I have a great friend named Sheena, she was my roommate for a little while. With her, came her two boys, ages 4 and 5 - I of course named them Walker and Texas Ranger. Outside on a Sunday morning after church they decided to become little hardcore-parkour experts. I sat and watched as they came up with a new game in which they tried to run across the top of the parking blocks in the church parking lot.

I could have maybe stopped stop them by yelling something about the dangers of concrete. But, who am I to squash such potential athletic genius.

Here’s how it works... Walker and Texas Ranger stand on one end of the parking block - They then charge ahead as if they believe they can run across the whole row of blocks at full-throttle. But at the end of the first one, they ultimately go tumbling off, smacking into the ground so fast that they can't even raise their hands to break their fall.

After one round - Walker quits.... But not Texas Ranger. On Texas Rangers second attempt, he doesn't even consider reducing his speed, he only manages a slightly more gracious half-roll as he collides with the ground. Round three - Grass stain. Then four - Skinned knees. And so it goes...

To spare you a recount of attempts five through fifty, here’s the cliff notes: As a young toddler, parking block sprinting is a full contact sport, and honestly it was rarely marked with success. What progress there is - looks less like winning, and more like figuring out better ways of falling.

With so little success, I began to applaud the particularly good falls. I indulged in a bit of masculine pride watching this little man-cub, his determination, and honestly the fact that he hadn't cried yet. It all made me a very proud roommate.

I know it’s a little bizarre to draw meaning from the antics of a four year old, but I can’t help but be a little jealous of this little guy... the fact that he was so undeterred by falling. I mean, he doesn't even stop to look around and see who is watching. He doesn't think about whether people will judge him, or what will happen if he falls too many times...

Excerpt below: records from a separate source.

use tokio::time::{sleep, Duration};
use tokio_util::sync::CancellationToken;
use tracing::{debug, warn};

use crate::errors::PerceiverError;
use crate::model::ScreenSnapshot;
use crate::policy::StabilizePolicy;
use crate::ports::ScreenSource;

/// Captures snapshots from a screen source, optionally waiting for the UI to
/// settle.
#[derive(Clone, Debug, Default)]
pub struct Snapshotter {
    policy: StabilizePolicy,
}

impl Snapshotter {
    pub fn new(policy: StabilizePolicy) -> Self {
        Self { policy }
    }

    pub fn policy(&self) -> &StabilizePolicy {
        &self.policy
    }

    /// Capture the current screen.
    ///
    /// With `stabilize`, captures repeat until two consecutive trees are
    /// structurally equal or the attempt budget runs out. The last capture is
    /// returned either way; `stable` tells the caller which case happened.
    pub async fn capture<S>(&self, source: &S, stabilize: bool) -> Result<ScreenSnapshot, PerceiverError>
    where
        S: ScreenSource + ?Sized,
    {
        self.capture_until(source, stabilize, &CancellationToken::new())
            .await
    }

    /// Capture like [`Snapshotter::capture`], giving up with
    /// [`PerceiverError::Cancelled`] if `cancel` fires while the screen settles.
    pub async fn capture_until<S>(
        &self,
        source: &S,
        stabilize: bool,
        cancel: &CancellationToken,
    ) -> Result<ScreenSnapshot, PerceiverError>
    where
        S: ScreenSource + ?Sized,
    {
        let first = ScreenSnapshot::from_descriptors(&source.dump_tree().await?);
        if !stabilize {
            return Ok(first);
        }

        let max_attempts = self.policy.stabilize_attempts.max(2);
        let settle = Duration::from_millis(self.policy.settle_interval_ms);
        let mut previous = first;
        let mut attempt = 1;
        while attempt < max_attempts {
            tokio::select! {
                _ = cancel.cancelled() => {
                    debug!(attempts = attempt, "capture cancelled while settling");
                    return Err(PerceiverError::Cancelled);
                }
                _ = sleep(settle) => {}
            }
            attempt += 1;
            let next = ScreenSnapshot::from_descriptors(&source.dump_tree().await?);
            if next.structurally_eq(&previous) {
                debug!(attempts = attempt, nodes = next.len(), "screen stabilized");
                return Ok(next.with_stability(true, attempt));
            }
            previous = next;
        }

        warn!(attempts = attempt, "screen did not stabilize; returning last capture");
        Ok(previous.with_stability(false, attempt))
    }
}

#[cfg(test)]
mod tests {
    use super::*;
    use crate::model::ElementDescriptor;
    use async_trait::async_trait;
    use std::sync::atomic::{AtomicUsize, Ordering};

    /// Returns a different tree for the first `changes` captures.
    struct Settling {
        calls: AtomicUsize,
        changes: usize,
    }

    #[async_trait]
    impl ScreenSource for Settling {
        async fn dump_tree(&self) -> Result<Vec<ElementDescriptor>, PerceiverError> {
            let call = self.calls.fetch_add(1, Ordering::SeqCst);
            let label = if call < self.changes {
                format!("frame-{call}")
            } else {
                "settled".to_string()
            };
            Ok(vec![ElementDescriptor::new("label", "text").with_text(label)])
        }
    }

    fn fast_policy(attempts: u32) -> StabilizePolicy {
        StabilizePolicy {
            stabilize_attempts: attempts,
            settle_interval_ms: 1,
        }
    }

    #[tokio::test]
    async fn single_capture_without_stabilize() {
        let source = Settling {
            calls: AtomicUsize::new(0),
            changes: 5,
        };
        let snapshot = Snapshotter::new(fast_policy(3))
            .capture(&source, false)
            .await
            .unwrap();
        assert_eq!(source.calls.load(Ordering::SeqCst), 1);
        assert!(!snapshot.stable);
        assert_eq!(snapshot.attempts, 1);
    }

    #[tokio::test]
    async fn stabilizes_once_two_captures_agree() {
        let source = Settling {
            calls: AtomicUsize::new(0),
            changes: 1,
        };
        let snapshot = Snapshotter::new(fast_policy(5))
            .capture(&source, true)
            .await
            .unwrap();
        assert!(snapshot.stable);
        assert_eq!(snapshot.attempts, 3);
    }

    #[tokio::test]
    async fn returns_last_capture_when_budget_exhausted() {
        let source = Settling {
            calls: AtomicUsize::new(0),
            changes: 100,
        };
        let snapshot = Snapshotter::new(fast_policy(4))
            .capture(&source, true)
            .await
            .unwrap();
        assert!(!snapshot.stable);
        assert_eq!(snapshot.attempts, 4);
        assert_eq!(source.calls.load(Ordering::SeqCst), 4);
        assert_eq!(snapshot.get(0).unwrap().text.as_deref(), Some("frame-3"));
    }

    #[tokio::test(start_paused = true)]
    async fn cancellation_stops_settling() {
        let source = Settling {
            calls: AtomicUsize::new(0),
            changes: 100,
        };
        let snapshotter = Snapshotter::new(StabilizePolicy {
            stabilize_attempts: 50,
            settle_interval_ms: 1_000,
        });
        let cancel = CancellationToken::new();
        let trigger = cancel.clone();
        tokio::spawn(async move {
            sleep(Duration::from_millis(2_500)).await;
            trigger.cancel();
        });

        let err = snapshotter
            .capture_until(&source, true, &cancel)
            .await
            .unwrap_err();
        assert!(matches!(err, PerceiverError::Cancelled));
        assert_eq!(source.calls.load(Ordering::SeqCst), 3);
    }

    #[tokio::test]
    async fn unstabilized_capture_ignores_cancellation() {
        let source = Settling {
            calls: AtomicUsize::new(0),
            changes: 0,
        };
        let cancel = CancellationToken::new();
        cancel.cancel();
        let snapshot = Snapshotter::new(fast_policy(3))
            .capture_until(&source, false, &cancel)
            .await
            .unwrap();
        assert_eq!(snapshot.attempts, 1);
    }
}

Falling, to him, is nothing more than the moment that lies between his attempts at greatness... And this makes me think that instinctively, Texas Ranger knows something that most of us spend a good chunk of adulthood trying to re-learn...

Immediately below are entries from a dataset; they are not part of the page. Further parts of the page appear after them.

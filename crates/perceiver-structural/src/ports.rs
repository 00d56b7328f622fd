use async_trait::async_trait;

use crate::errors::PerceiverError;
use crate::model::ElementDescriptor;

/// Raw access to the live UI tree of one device session.
///
/// Implementations return the current element forest in document order.
/// Calls must not mutate script-visible state.
#[async_trait]
pub trait ScreenSource: Send + Sync {
    async fn dump_tree(&self) -> Result<Vec<ElementDescriptor>, PerceiverError>;
}

#[async_trait]
impl ScreenSource for Vec<ElementDescriptor> {
    async fn dump_tree(&self) -> Result<Vec<ElementDescriptor>, PerceiverError> {
        Ok(self.clone())
    }
}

When it comes to the random thought of Falling Theology, I would probably start with this idea:

If you can’t remember the last time you fell, it probably means you’re not taking enough risks.

Another piece of advice that has occurred to me while he was lying on the pavement goes like this: It’s okay.

I mean, I think we should run as hard when we can, for as long as we can - But when we can’t run anymore, we should still walk - and, if there comes a time when we can’t walk, its ok to Fall. But, when possible, try your hardest to fall forward. And after that, when you get up enough energy, you might only be able to manage a crawl, and if we’re too exhausted to crawl, well, then... all you might be able to do is to lay on the ground. But, after all that... as soon as you can... it makes sense to get up, and try to run again.

The only real way to succeed is to get up one more time after you fall. Fall down 7 times - Get up 8...

 falling theology

falling theology

From a biblical sense, look at the greatest leaders in the bible:  What if Daniel would've let captivity break him?  What if David would've wallowed in his dad’s failure to recognize his potential? What if Joseph would've stopped or given up after being sold into slavery?

So, whats your story? (And by story - I might mean excuse.) Are you too hurt, too scared, too tired, too broken, to poor, too lazy?  Its time to harden up. Even if this is the hundredth time that you've fallen, it only makes sense you get up. Because as long as you keep getting up... who is anybody to tell you off, or judge you, or tell you that you don't deserve it is what you are working for.

Because on that day when maybe it is too much, and your taken from this world... you can rest assured that your gravestone can confidently read "at least i tried"... Honestly... that's a lot more than the majority of people in this world are going to be able to say.